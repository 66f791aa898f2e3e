// Page selection and the aggregation loop.
//
// Every selection mode is reduced to an ascending run of page numbers; the
// loop in `aggregate` walks that run and applies the same per-page rules
// for all modes. The only mode-specific decisions are what an empty page
// means and whether response metadata can end the run.

use crate::error::{FetchError, PageRangeError};
use serde::Deserialize;
use std::ops::RangeInclusive;
use std::str::FromStr;
use tracing::{debug, info};

/// One certification record. The schema belongs to the remote API.
pub type Product = serde_json::Value;

/// Default cap on the number of pages an open-ended sweep may request.
pub const DEFAULT_MAX_PAGES: u32 = 10_000;

/// Which pages to fetch.
#[derive(Debug, Clone, Copy, PartialEq, Eq)]
pub enum PageSelection {
    Single(u32),
    Range { start: u32, end: u32 },
    /// Start at page 1 and follow the server's pagination metadata.
    OpenEnded,
}

impl PageSelection {
    pub fn single(page: u32) -> Result<Self, PageRangeError> {
        if page == 0 {
            return Err(PageRangeError::ZeroPage);
        }
        Ok(PageSelection::Single(page))
    }

    /// Inclusive range; `start > end` is rejected here so no request is ever
    /// issued for it.
    pub fn range(start: u32, end: u32) -> Result<Self, PageRangeError> {
        if start == 0 {
            return Err(PageRangeError::ZeroPage);
        }
        if start > end {
            return Err(PageRangeError::Reversed { start, end });
        }
        Ok(PageSelection::Range { start, end })
    }

    pub fn is_open_ended(&self) -> bool {
        matches!(self, PageSelection::OpenEnded)
    }

    /// Page numbers in issue order. Open-ended runs are bounded only by the
    /// loop's stop conditions.
    pub fn pages(&self) -> RangeInclusive<u32> {
        match *self {
            PageSelection::Single(page) => page..=page,
            PageSelection::Range { start, end } => start..=end,
            PageSelection::OpenEnded => 1..=u32::MAX,
        }
    }
}

/// Parses the `START-END` form used by `--page_range`.
impl FromStr for PageSelection {
    type Err = PageRangeError;

    fn from_str(s: &str) -> Result<Self, Self::Err> {
        let format_err = || PageRangeError::Format(s.to_string());
        let (start, end) = s.trim().split_once('-').ok_or_else(format_err)?;
        let start: u32 = start.trim().parse().map_err(|_| format_err())?;
        let end: u32 = end.trim().parse().map_err(|_| format_err())?;
        PageSelection::range(start, end)
    }
}

/// Everything the data endpoint needs to serve one page.
#[derive(Debug, Clone, PartialEq, Eq)]
pub struct PageRequest {
    pub page: u32,
    pub product_type: String,
    pub jsonld: bool,
}

/// Filter applied to every page of a run.
#[derive(Debug, Clone, PartialEq, Eq)]
pub struct ProductQuery {
    pub product_type: String,
    pub jsonld: bool,
}

impl ProductQuery {
    fn page(&self, page: u32) -> PageRequest {
        PageRequest {
            page,
            product_type: self.product_type.clone(),
            jsonld: self.jsonld,
        }
    }
}

/// Decoded body of the data endpoint. Missing sections decode as empty.
#[derive(Debug, Clone, Default, Deserialize, PartialEq)]
pub struct PageResponse {
    #[serde(default)]
    pub data: Option<PageData>,
    #[serde(default)]
    pub meta: Option<PageMeta>,
}

#[derive(Debug, Clone, Default, Deserialize, PartialEq)]
pub struct PageData {
    #[serde(default)]
    pub products: Vec<Product>,
}

#[derive(Debug, Clone, Copy, Default, Deserialize, PartialEq, Eq)]
pub struct PageMeta {
    #[serde(default)]
    pub page: Option<u32>,
    #[serde(default, rename = "totalPages")]
    pub total_pages: Option<u32>,
}

impl PageResponse {
    pub fn new(products: Vec<Product>, meta: Option<PageMeta>) -> Self {
        PageResponse {
            data: Some(PageData { products }),
            meta,
        }
    }

    fn into_parts(self) -> (Vec<Product>, PageMeta) {
        (
            self.data.map(|d| d.products).unwrap_or_default(),
            self.meta.unwrap_or_default(),
        )
    }
}

/// Something that can serve pages. Implemented by the HTTP client; tests use
/// in-memory fakes.
pub trait PageSource {
    fn fetch_page(&self, request: &PageRequest) -> Result<PageResponse, FetchError>;
}

impl<S: PageSource + ?Sized> PageSource for &S {
    fn fetch_page(&self, request: &PageRequest) -> Result<PageResponse, FetchError> {
        (**self).fetch_page(request)
    }
}

/// How an aggregation run ended.
#[derive(Debug)]
pub enum Completion {
    /// Every page of a single page or fixed range was requested.
    ListExhausted,
    /// The server reported the final page of an open-ended sweep.
    LastPage { page: u32, total: u32 },
    /// An open-ended sweep hit a page with no records.
    EmptyPage { page: u32 },
    /// A page could not be fetched; later pages were not attempted.
    Failed { page: u32, error: FetchError },
    /// An open-ended sweep requested `limit` pages without reaching the end.
    PageLimit { limit: u32 },
}

/// Result of one run: the collected records plus what happened on the way.
#[derive(Debug)]
pub struct Aggregation {
    pub products: Vec<Product>,
    /// Every page a request was issued for, in issue order.
    pub requested_pages: Vec<u32>,
    /// Pages of a fixed selection that returned no records.
    pub skipped_pages: Vec<u32>,
    pub completion: Completion,
}

impl Aggregation {
    pub fn is_failed(&self) -> bool {
        matches!(self.completion, Completion::Failed { .. })
    }
}

/// Fetch the selected pages from `source` and concatenate their records.
///
/// A failed page stops the run but keeps everything gathered before it.
/// `max_pages` only bounds open-ended sweeps.
pub fn aggregate<S: PageSource>(
    source: S,
    query: &ProductQuery,
    selection: PageSelection,
    max_pages: u32,
) -> Aggregation {
    let open_ended = selection.is_open_ended();
    let mut products = Vec::new();
    let mut requested_pages = Vec::new();
    let mut skipped_pages = Vec::new();
    let mut completion = Completion::ListExhausted;

    for page in selection.pages() {
        if open_ended && requested_pages.len() as u64 >= u64::from(max_pages) {
            info!(limit = max_pages, "open-ended sweep reached the page limit");
            completion = Completion::PageLimit { limit: max_pages };
            break;
        }

        debug!(
            page,
            product_type = %query.product_type,
            jsonld = query.jsonld,
            "requesting page"
        );
        requested_pages.push(page);

        let response = match source.fetch_page(&query.page(page)) {
            Ok(response) => response,
            Err(error) => {
                info!(page, status = ?error.status(), %error, "request failed");
                completion = Completion::Failed { page, error };
                break;
            }
        };

        let (records, meta) = response.into_parts();
        if records.is_empty() {
            info!(page, "no products found on this page");
            if open_ended {
                completion = Completion::EmptyPage { page };
                break;
            }
            skipped_pages.push(page);
            continue;
        }

        info!(page, count = records.len(), "page fetched");
        products.extend(records);

        if open_ended {
            let current = meta.page.unwrap_or(page);
            let total = meta.total_pages.unwrap_or(current);
            info!(current, total, "pagination progress");
            if current >= total {
                completion = Completion::LastPage {
                    page: current,
                    total,
                };
                break;
            }
        }
    }

    Aggregation {
        products,
        requested_pages,
        skipped_pages,
        completion,
    }
}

········

Action item - Look above for the line containing "let format_err = ||" and the line containing "page of a run.". Transcribe both, with the lines between them, exactly.

Reply -
        let format_err = || PageRangeError::Format(s.to_string());
        let (start, end) = s.trim().split_once('-').ok_or_else(format_err)?;
        let start: u32 = start.trim().parse().map_err(|_| format_err())?;
        let end: u32 = end.trim().parse().map_err(|_| format_err())?;
        PageSelection::range(start, end)
    }
}

/// Everything the data endpoint needs to serve one page.
#[derive(Debug, Clone, PartialEq, Eq)]
pub struct PageRequest {
    pub page: u32,
    pub product_type: String,
    pub jsonld: bool,
}

/// Filter applied to every page of a run.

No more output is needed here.